# Task goal
Write the entries out again. Each one must match exactly.

─── Task data ───

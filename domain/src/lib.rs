//! Domain layer for llm-combiner
//!
//! This crate contains the core business logic, entities, and value objects.
//! It has no dependencies on infrastructure or presentation concerns.
//!
//! # Core Concepts
//!
//! ## Fan-out and combination
//!
//! A single user query is sent to several models. Their answers are
//! normalized and combined by a [`CombinePolicy`]:
//!
//! - **Pick-best**: keep the longest valid answer (no extra model call)
//! - **Synthesize**: feed every answer to a synthesizer model and stream its reply
//! - **Layered**: several rounds of participants refining each other before synthesis
//!
//! ## Conversation memory
//!
//! Completed turns are kept per session ([`ConversationMemory`]) and replayed
//! as message history for the next query.

pub mod combine;
pub mod core;
pub mod memory;
pub mod orchestration;
pub mod prompt;
pub mod session;

// Re-export commonly used types
pub use combine::{
    normalize::normalize,
    policy::{DEFAULT_MAX_ANSWER_CHARS, NO_VALID_RESPONSES, pick_best, valid_results},
    result::{CombinedAnswer, FAILURE_MARKER, ModelResult},
};
pub use core::{error::DomainError, model::Model, question::Question};
pub use memory::{
    entities::{ConversationMemory, ConversationTurn, SessionId},
    repository::ConversationRepository,
};
pub use orchestration::{
    mode::{CombineMode, CombinePolicy},
    phase::Phase,
};
pub use prompt::{PromptTemplate, SynthesisPrompts};
pub use session::{
    entities::{Message, Role},
    stream::StreamEvent,
};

───

# Answer area
filename domain/src/lib.rs
//! Domain layer for llm-combiner
//!
//! This crate contains the core business logic, entities, and value objects.
//! It has no dependencies on infrastructure or presentation concerns.
//!
//! # Core Concepts
//!
//! ## Fan-out and combination
//!
//! A single user query is sent to several models. Their answers are
//! normalized and combined by a [`CombinePolicy`]:
//!
//! - **Pick-best**: keep the longest valid answer (no extra model call)
//! - **Synthesize**: feed every answer to a synthesizer model and stream its reply
//! - **Layered**: several rounds of participants refining each other before synthesis
//!
//! ## Conversation memory
//!
//! Completed turns are kept per session ([`ConversationMemory`]) and replayed
//! as message history for the next query.

pub mod combine;
pub mod core;
pub mod memory;
pub mod orchestration;
pub mod prompt;
pub mod session;

// Re-export commonly used types
pub use combine::{
    normalize::normalize,
    policy::{DEFAULT_MAX_ANSWER_CHARS, NO_VALID_RESPONSES, pick_best, valid_results},
    result::{CombinedAnswer, FAILURE_MARKER, ModelResult},
};
pub use core::{error::DomainError, model::Model, question::Question};
pub use memory::{
    entities::{ConversationMemory, ConversationTurn, SessionId},
    repository::ConversationRepository,
};
pub use orchestration::{
    mode::{CombineMode, CombinePolicy},
    phase::Phase,
};
pub use prompt::{PromptTemplate, SynthesisPrompts};
pub use session::{
    entities::{Message, Role},
    stream::StreamEvent,
};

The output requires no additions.